Surprise and delight are common elements in Modellus Novus designs, and Discolo is no exception. Hidden in plain sight beneath New York’s Italian restaurant Al Coro (which the firm also designed), the moody, high-fashion cocktail bar is filled with plush built-in furnishings, reflective surfaces, and dramatic lighting. The space reveals itself sequentially, moving from the bar to the lounge to the private room with custom hi-fi equipment. “Discolo leaves spaces to be discovered,” Sriratana said. “While al churro above is the pinnacle of fine dining, Discolo becomes its own subterranean rebel card that loosens the buttons to be pure revelation.” Ultimately, Discolo reflects one of the core principles of Modellus Novus: creating places that celebrate freedom of expression, writing new stories about culture defined by the people who use them.

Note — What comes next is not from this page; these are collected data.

// DAQ node HTTP client
//
// Wraps `reqwest::Client` with node URL construction and envelope
// normalisation. Every request resolves to a `DaqResponse`: transport
// and decoding failures are folded into a failure envelope so callers
// only ever branch on `success`.

use std::fmt;

use serde_json::{Map, Value, json};
use tracing::{debug, warn};
use url::Url;

use crate::daq::models::DaqResponse;
use crate::daq::resources::ChannelGroup;
use crate::error::Error;
use crate::transport::TransportConfig;

/// Message for an unreachable node.
pub const CONNECTION_REFUSED: &str = "Connection refused, check connection";
/// Message for a response that is not a JSON envelope.
pub const INVALID_RESPONSE: &str = "Invalid token or network ID, please check again";
/// Key wrapping the payload of every write request.
pub const WRITE_ENVELOPE_KEY: &str = "data";

/// Why a request failed before a usable envelope was decoded.
#[derive(Debug)]
enum RequestFailure {
    Unreachable,
    InvalidResponse,
    Unexpected(String),
}

impl fmt::Display for RequestFailure {
    fn fmt(&self, f: &mut fmt::Formatter<'_>) -> fmt::Result {
        match self {
            Self::Unreachable => f.write_str(CONNECTION_REFUSED),
            Self::InvalidResponse => f.write_str(INVALID_RESPONSE),
            Self::Unexpected(detail) => write!(f, "Unexpected error, Error message: {detail}"),
        }
    }
}

impl From<reqwest::Error> for RequestFailure {
    fn from(err: reqwest::Error) -> Self {
        if err.is_connect() {
            Self::Unreachable
        } else if err.is_decode() {
            Self::InvalidResponse
        } else {
            Self::Unexpected(err.to_string())
        }
    }
}

/// HTTP client for a DAQ node's control API.
///
/// Stateless with respect to nodes: every call takes the node's base URL,
/// so one client serves every node in the directory.
#[derive(Debug, Clone)]
pub struct DaqClient {
    http: reqwest::Client,
}

impl DaqClient {
    /// Create a new client from a `TransportConfig`.
    pub fn new(transport: &TransportConfig) -> Result<Self, Error> {
        Ok(Self {
            http: transport.build_client()?,
        })
    }

    /// Create a client around a pre-built `reqwest::Client`.
    pub fn with_client(http: reqwest::Client) -> Self {
        Self { http }
    }

    // ── URL builders ─────────────────────────────────────────────────

    /// Build the URL of a channel group on a node: `{node}/{group path}`.
    pub fn resource_url(node: &Url, group: ChannelGroup) -> Result<Url, Error> {
        let mut base = node.clone();
        if !base.path().ends_with('/') {
            let path = format!("{}/", base.path());
            base.set_path(&path);
        }
        Ok(base.join(group.path())?)
    }

    // ── Envelope-level request ───────────────────────────────────────

    /// Issue a request against a node resource.
    ///
    /// With a payload this is a write: `PUT` with body `{"data": payload}`.
    /// Without one it is a read: `GET` with no body. Never fails; every
    /// error path resolves to a failure envelope.
    pub async fn request(&self, url: Url, payload: Option<Value>) -> DaqResponse {
        match self.try_request(url, payload).await {
            Ok(resp) => resp,
            Err(failure) => {
                warn!(%failure, "DAQ request failed");
                DaqResponse::failure(failure.to_string())
            }
        }
    }

    async fn try_request(
        &self,
        url: Url,
        payload: Option<Value>,
    ) -> Result<DaqResponse, RequestFailure> {
        let builder = match payload {
            Some(payload) => {
                debug!("PUT {}", url);
                let mut body = Map::new();
                body.insert(WRITE_ENVELOPE_KEY.to_owned(), payload);
                self.http.put(url).json(&body)
            }
            None => {
                debug!("GET {}", url);
                self.http.get(url)
            }
        };

        let resp = builder.send().await?;
        let status = resp.status();

        let is_json = resp
            .headers()
            .get(reqwest::header::CONTENT_TYPE)
            .and_then(|v| v.to_str().ok())
            .is_none_or(|ct| ct.contains("json"));
        if !is_json {
            debug!(%status, "non-JSON content type from node");
            return Err(RequestFailure::InvalidResponse);
        }

        let body = resp.text().await?;
        let envelope: DaqResponse = serde_json::from_str(&body).map_err(|e| {
            debug!(%status, error = %e, "undecodable node response");
            RequestFailure::InvalidResponse
        })?;

        Ok(envelope)
    }

    // ── Resource helpers ─────────────────────────────────────────────

    /// Read a channel group. Writable groups are read with GET as well.
    pub async fn read(&self, node: &Url, group: ChannelGroup) -> DaqResponse {
        match Self::resource_url(node, group) {
            Ok(url) => self.request(url, None).await,
            Err(e) => DaqResponse::failure(RequestFailure::Unexpected(e.to_string()).to_string()),
        }
    }

    /// Write a payload to a channel group.
    pub async fn write(&self, node: &Url, group: ChannelGroup, payload: Value) -> DaqResponse {
        match Self::resource_url(node, group) {
            Ok(url) => self.request(url, Some(payload)).await,
            Err(e) => DaqResponse::failure(RequestFailure::Unexpected(e.to_string()).to_string()),
        }
    }

    /// `GET /analog/input`
    pub async fn read_analog_input(&self, node: &Url) -> DaqResponse {
        self.read(node, ChannelGroup::AnalogInput).await
    }

    /// `GET /digital/input`
    pub async fn read_digital_input(&self, node: &Url) -> DaqResponse {
        self.read(node, ChannelGroup::DigitalInput).await
    }

    /// `GET /digital_output/input` -- current state of the output latches.
    pub async fn read_digital_output_state(&self, node: &Url) -> DaqResponse {
        self.read(node, ChannelGroup::DigitalOutputReadback).await
    }

    /// `PUT /analog/output` with `{"data": [v0, v1, ...]}`
    pub async fn write_analog_output(&self, node: &Url, values: &[f64]) -> DaqResponse {
        self.write(node, ChannelGroup::AnalogOutput, json!(values))
            .await
    }

    /// `PUT /digital/output` with `{"data": [0|1, ...]}`
    pub async fn write_digital_output(&self, node: &Url, states: &[u8]) -> DaqResponse {
        self.write(node, ChannelGroup::DigitalOutput, json!(states))
            .await
    }
}
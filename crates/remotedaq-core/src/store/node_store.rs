// ── Published node list ──

use std::sync::Arc;

use chrono::{DateTime, Utc};
use serde::Serialize;
use tokio::sync::watch;

use crate::model::NodeRecord;
use crate::stream::NodeStream;

/// Outcome of the most recent directory query.
#[derive(Debug, Clone, Default, PartialEq, Eq, Serialize)]
#[serde(tag = "state", rename_all = "snake_case")]
pub enum DirectoryStatus {
    /// No query has completed yet.
    #[default]
    Unknown,
    Ok { nodes: usize, at: DateTime<Utc> },
    Failed { reason: String, at: DateTime<Utc> },
}

impl DirectoryStatus {
    pub fn is_failed(&self) -> bool {
        matches!(self, Self::Failed { .. })
    }
}

/// The node list most recently published by a directory refresh.
///
/// The list is always replaced as a whole. Subscribers only wake when
/// the set of node ids and addresses differs from the previous one.
pub struct NodeStore {
    pub(crate) nodes: watch::Sender<Arc<Vec<NodeRecord>>>,
    pub(crate) last_refresh: watch::Sender<Option<DateTime<Utc>>>,
    pub(crate) status: watch::Sender<DirectoryStatus>,
}

impl NodeStore {
    pub fn new() -> Self {
        let (nodes, _) = watch::channel(Arc::new(Vec::new()));
        let (last_refresh, _) = watch::channel(None);
        let (status, _) = watch::channel(DirectoryStatus::Unknown);
        Self {
            nodes,
            last_refresh,
            status,
        }
    }

    pub fn snapshot(&self) -> Arc<Vec<NodeRecord>> {
        self.nodes.borrow().clone()
    }

    pub fn len(&self) -> usize {
        self.nodes.borrow().len()
    }

    pub fn is_empty(&self) -> bool {
        self.nodes.borrow().is_empty()
    }

    /// First node matching `identifier` by id, name, or address.
    pub fn find(&self, identifier: &str) -> Option<NodeRecord> {
        self.nodes
            .borrow()
            .iter()
            .find(|node| node.matches(identifier))
            .cloned()
    }

    pub fn subscribe(&self) -> NodeStream {
        NodeStream::new(self.nodes.subscribe())
    }

    pub fn status(&self) -> DirectoryStatus {
        self.status.borrow().clone()
    }

    pub fn last_refresh(&self) -> Option<DateTime<Utc>> {
        *self.last_refresh.borrow()
    }
}

impl Default for NodeStore {
    fn default() -> Self {
        Self::new()
    }
}
#[cfg(test)]
mod test {
    use super::*;
    use crate::element::Element;
    use crate::nsort::resolve_global;
    use crate::tsort::{loc_tree_sort, loc_tree_sort_points};

    /// Serial node discovery for a single-rank mesh: owned nodes, index
    /// map, reference element.
    fn serial_setup<const D: usize>(
        elems: &[TreeNode<D>],
        order: u32,
    ) -> (Vec<TNPoint<D>>, NodeIndex<D>, RefElement<D>) {
        let mut points = Vec::new();
        for e in elems {
            Element::new(*e).append_nodes(order, &mut points);
        }
        loc_tree_sort_points(&mut points);
        let fronts = vec![elems[0]];
        let info = resolve_global(&mut points, order, 0, &fronts);
        let index: NodeIndex<D> = info
            .owned
            .iter()
            .enumerate()
            .map(|(i, p)| ((p.coords(), p.level()), i))
            .collect();
        (info.owned, index, RefElement::<D>::new(order))
    }

    fn apply_identity<const D: usize>(
        elems: &[TreeNode<D>],
        index: &NodeIndex<D>,
        ref_el: &RefElement<D>,
        input: &[f64],
    ) -> Vec<f64> {
        let npe = ref_el.nodes_per_element();
        let mut out = vec![0.0; input.len()];
        let mut elem_in = vec![0.0; npe];
        let mut coords = vec![0.0; npe * D];
        for e in elems {
            gather_element(index, ref_el, input, e, &mut elem_in, &mut coords);
            scatter_element(index, ref_el, &mut out, e, &elem_in);
        }
        out
    }

    #[test]
    fn test_uniform_incidence_counts() {
        // Identity elemental op on a conforming grid: each node
        // accumulates one contribution per incident element.
        let mut elems: Vec<_> = (0..4).map(|k| TreeNode::<2>::root().child_morton(k)).collect();
        loc_tree_sort(&mut elems);
        let (owned, index, ref_el) = serial_setup(&elems, 1);
        assert_eq!(owned.len(), 9);

        let ones = vec![1.0; owned.len()];
        let out = apply_identity(&elems, &index, &ref_el, &ones);

        let h = level_len(1);
        for (p, &v) in owned.iter().zip(&out) {
            let incident = elems
                .iter()
                .filter(|e| {
                    (0..2).all(|d| {
                        let x = p.coords()[d];
                        e.coords()[d] <= x && x <= e.coords()[d] + h
                    })
                })
                .count();
            assert!((v - incident as f64).abs() < 1e-12, "node {}", p);
        }
    }

    fn refined_mesh_2d() -> Vec<TreeNode<2>> {
        let root = TreeNode::<2>::root();
        let mut elems: Vec<_> = (0..4)
            .map(|k| root.child_morton(0).child_morton(k))
            .collect();
        elems.extend((1..4).map(|k| root.child_morton(k)));
        loc_tree_sort(&mut elems);
        elems
    }

    #[test]
    fn test_hanging_interpolation_conserves_mass() {
        // The hanging transposition distributes contributions with
        // partition-of-unity weights, so the global sum of an identity
        // apply equals (number of elements) * (nodes per element).
        for order in [1u32, 2, 3] {
            let elems = refined_mesh_2d();
            let (owned, index, ref_el) = serial_setup(&elems, order);

            let ones = vec![1.0; owned.len()];
            let out = apply_identity(&elems, &index, &ref_el, &ones);

            let total: f64 = out.iter().sum();
            let expected = (elems.len() * ref_el.nodes_per_element()) as f64;
            assert!(
                (total - expected).abs() < 1e-9,
                "order {}: {} vs {}",
                order,
                total,
                expected
            );
        }
    }

    #[test]
    fn test_hanging_apply_is_symmetric() {
        // The identity elemental operator yields a symmetric assembled
        // operator; gather and scatter must be exact transposes for the
        // symmetry to survive hanging-node interpolation.
        let elems = refined_mesh_2d();
        let (owned, index, ref_el) = serial_setup(&elems, 2);

        let n = owned.len();
        let u: Vec<f64> = (0..n).map(|i| ((i * 13 + 5) % 17) as f64).collect();
        let v: Vec<f64> = (0..n).map(|i| ((i * 11 + 2) % 19) as f64).collect();

        let au = apply_identity(&elems, &index, &ref_el, &u);
        let av = apply_identity(&elems, &index, &ref_el, &v);

        let dot = |a: &[f64], b: &[f64]| -> f64 { a.iter().zip(b).map(|(x, y)| x * y).sum() };
        assert!((dot(&au, &v) - dot(&u, &av)).abs() < 1e-8);
    }

    #[test]
    fn test_constant_reproduction_on_hanging_face() {
        // Gathering the all-ones field on any element reproduces ones at
        // every node, including interpolated hanging positions (law L2).
        for order in [1u32, 2, 3] {
            let elems = refined_mesh_2d();
            let (owned, index, ref_el) = serial_setup(&elems, order);
            let ones = vec![1.0; owned.len()];
            let npe = ref_el.nodes_per_element();
            let mut elem_in = vec![0.0; npe];
            let mut coords = vec![0.0; npe * 2];
            for e in &elems {
                gather_element(&index, &ref_el, &ones, e, &mut elem_in, &mut coords);
                for &v in &elem_in {
                    assert!((v - 1.0).abs() < 1e-10, "order {} element {}", order, e);
                }
            }
        }
    }
}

Frenchette Bakery, as seen from the entrance to the Whitney’s main entrance. (Adrien Gaut, courtesy Modelus Novus)

Frenchette Bakery at the Whitney Museum of American Art 2022–

For the redesign of the ground floor café at the Whitney Museum of American Art, which is currently nearing completion, Modellus Novus looked to Renzo Piano’s original focus on transparency. “The building was always intended to have a very public ground floor,” Garnett said. “It’s a generous concept, and we wanted to build on it.” The cafe’s updated design brings warmth and draws people inside through two key design elements: a massive black steel installation by artist Rashid Johnson, with shelves containing plants, books and sculptures, and a new 70-foot-tall light fixture above the bar made of wood and rice paper, which references Garnet is affectionately known as the “Gentle Giant.” “The lantern becomes a beacon, and together with Rashid’s piece they become distinct elements that frame the space.”

Cote Singapore 2023–

In its third design by chef and restaurateur Simon Kim, Modellus Novus continues the thread of theatrical drama that has defined her designs for Kim’s Miami and New York locations. By envisioning each room as a different scene unfolding in space and time, the team envisioned COTE Singapore as the third chapter for the brand. “We wanted to reveal this expanded story of the COTE brand and the things that inspire Simone,” Garnett said. Drawing on Singapore’s tropical surroundings and Kim’s love of plants, the bar is packed with greenery and artistically lit, giving the space the drama of a jungle. Hidden drawers and working elements in the private dining space attract visitors in a tangible way. “At the end of the day, it’s about engagement and the human experience,” Garnett said.

Lauren Gallo is a Seattle-based writer and editor covering art, architecture, and design.